Only the lines holding the string "specified" are needed; copy each of them from the data.
--- Information provided Enclosed Below ---
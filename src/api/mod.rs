//! HTTP API module for the hours engine.
//!
//! This module exposes the weekly summary and daily recap as JSON
//! endpoints over the aggregation pipeline.

mod handlers;
mod request;
mod response;
mod state;

pub use handlers::create_router;
pub use request::SummaryRequest;
pub use response::{ApiError, DailyRecapResponse, WeeklySummaryResponse};
pub use state::AppState;
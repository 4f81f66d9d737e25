//! Application state for the hours engine API.

use std::sync::Arc;

use crate::config::{ConfigLoader, OvertimePolicy};

/// Shared application state.
///
/// Holds the loaded policy configuration. Handlers only read it.
#[derive(Clone)]
pub struct AppState {
    /// The loaded policy configuration.
    config: Arc<ConfigLoader>,
}

impl AppState {
    /// Creates a new application state with the given configuration loader.
    pub fn new(config: ConfigLoader) -> Self {
        Self {
            config: Arc::new(config),
        }
    }

    /// Returns a reference to the configuration loader.
    pub fn config(&self) -> &ConfigLoader {
        &self.config
    }

    /// Returns the server's default overtime policy.
    pub fn policy(&self) -> &OvertimePolicy {
        self.config.policy()
    }
}
//! Error types for the hours engine.
//!
//! The aggregation core never fails: bad records are degraded to zero or
//! excluded. These errors cover the fallible edges around it, namely policy
//! configuration loading and validation.

use thiserror::Error;

/// The main error type for the hours engine.
///
/// # Example
///
/// ```
/// use hours_engine::error::EngineError;
///
/// let error = EngineError::ConfigNotFound {
///     path: "/missing/policy.yaml".to_string(),
/// };
/// assert_eq!(error.to_string(), "Configuration file not found: /missing/policy.yaml");
/// ```
#[derive(Debug, Error)]
pub enum EngineError {
    /// Configuration file was not found at the specified path.
    #[error("Configuration file not found: {path}")]
    ConfigNotFound {
        /// The path that was not found.
        path: String,
    },

    /// Configuration file could not be parsed.
    #[error("Failed to parse configuration file '{path}': {message}")]
    ConfigParseError {
        /// The path to the file that failed to parse.
        path: String,
        /// A description of the parse error.
        message: String,
    },

    /// An overtime policy value is out of range.
    #[error("Invalid policy field '{field}': {message}")]
    InvalidPolicy {
        /// The offending field.
        field: String,
        /// What is wrong with it.
        message: String,
    },
}

/// A type alias for Results that return EngineError.
pub type EngineResult<T> = Result<T, EngineError>;
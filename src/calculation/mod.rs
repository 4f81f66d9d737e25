//! Calculation logic for the hours engine.
//!
//! This module contains the aggregation pipeline: date and time parsing,
//! daily aggregation of job records, the daily overtime split, weekly
//! overtime tiering, weekly aggregation into ISO week buckets, hour label
//! formatting, and payable hours weighting.

mod daily_aggregation;
mod daily_overtime;
mod formatting;
mod payable_hours;
mod time_parser;
mod weekly_aggregation;
mod weekly_overtime;

pub use daily_aggregation::{
    aggregate_daily, filter_by_range, minutes_to_hours, record_duration_hours,
    record_duration_minutes,
};
pub use daily_overtime::{DEFAULT_DAILY_OVERTIME_THRESHOLD, DailySplit, split_daily_hours};
pub use formatting::{
    FormattedDay, FormattedWeek, ZERO_HOURS_LABEL, format_hours, format_hours_f64,
};
pub use payable_hours::{PayableHours, calculate_payable_hours};
pub use time_parser::{
    DATE_FORMATS, DateFormat, FALLBACK_DATE_FORMAT, instant_on, parse_date,
    parse_date_with_format, parse_instant, parse_time_of_day,
};
pub use weekly_aggregation::{aggregate_weekly, summarize_weeks};
pub use weekly_overtime::{
    DEFAULT_FIRST_TIER_THRESHOLD, DEFAULT_TIER_1_MULTIPLIER, DEFAULT_TIER_2_MULTIPLIER,
    OvertimeTiers, tier_weekly_overtime,
};
//! Configuration loading functionality.
//!
//! This module provides the [`ConfigLoader`] type for loading an overtime
//! policy from a YAML file.

use std::fs;
use std::path::Path;

use tracing::debug;

use crate::error::{EngineError, EngineResult};

use super::types::{OvertimePolicy, PolicyConfig, PolicyMetadata};

/// Loads and provides access to the overtime policy configuration.
///
/// # Directory Structure
///
/// ```text
/// config/default/
/// └── policy.yaml   # Policy metadata and overtime thresholds
/// ```
///
/// # Example
///
/// ```no_run
/// use hours_engine::config::ConfigLoader;
///
/// let loader = ConfigLoader::load("./config/default").unwrap();
/// println!("Daily threshold: {}h", loader.policy().daily_threshold_hours);
/// ```
#[derive(Debug, Clone)]
pub struct ConfigLoader {
    config: PolicyConfig,
}

impl ConfigLoader {
    /// Loads configuration from the specified directory.
    ///
    /// Returns an error if `policy.yaml` is missing, is not valid YAML, or
    /// holds a policy that fails [`OvertimePolicy::validate`].
    ///
    /// ```no_run
    /// use hours_engine::config::ConfigLoader;
    ///
    /// let loader = ConfigLoader::load("./config/default")?;
    /// # Ok::<(), hours_engine::error::EngineError>(())
    /// ```
    pub fn load<P: AsRef<Path>>(path: P) -> EngineResult<Self> {
        let policy_path = path.as_ref().join("policy.yaml");
        let config = Self::load_yaml::<PolicyConfig>(&policy_path)?;
        config.overtime.validate()?;

        debug!(
            path = %policy_path.display(),
            policy = %config.metadata.name,
            version = %config.metadata.version,
            "Loaded overtime policy"
        );

        Ok(Self { config })
    }

    /// Builds a loader around an in-memory policy, skipping the filesystem.
    pub fn from_policy(metadata: PolicyMetadata, policy: OvertimePolicy) -> EngineResult<Self> {
        policy.validate()?;
        Ok(Self {
            config: PolicyConfig {
                metadata,
                overtime: policy,
            },
        })
    }

    /// Loads and parses a YAML file.
    fn load_yaml<T: serde::de::DeserializeOwned>(path: &Path) -> EngineResult<T> {
        let path_str = path.display().to_string();

        let content = fs::read_to_string(path).map_err(|_| EngineError::ConfigNotFound {
            path: path_str.clone(),
        })?;

        serde_yaml::from_str(&content).map_err(|e| EngineError::ConfigParseError {
            path: path_str,
            message: e.to_string(),
        })
    }

    /// Returns the policy metadata.
    pub fn metadata(&self) -> &PolicyMetadata {
        &self.config.metadata
    }

    /// Returns the overtime policy.
    pub fn policy(&self) -> &OvertimePolicy {
        &self.config.overtime
    }
}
--- End of Enclosed Information provided ---
- [Answer to this task]
    /// Configuration file was not found at the specified path.
    /// Loads configuration from the specified directory.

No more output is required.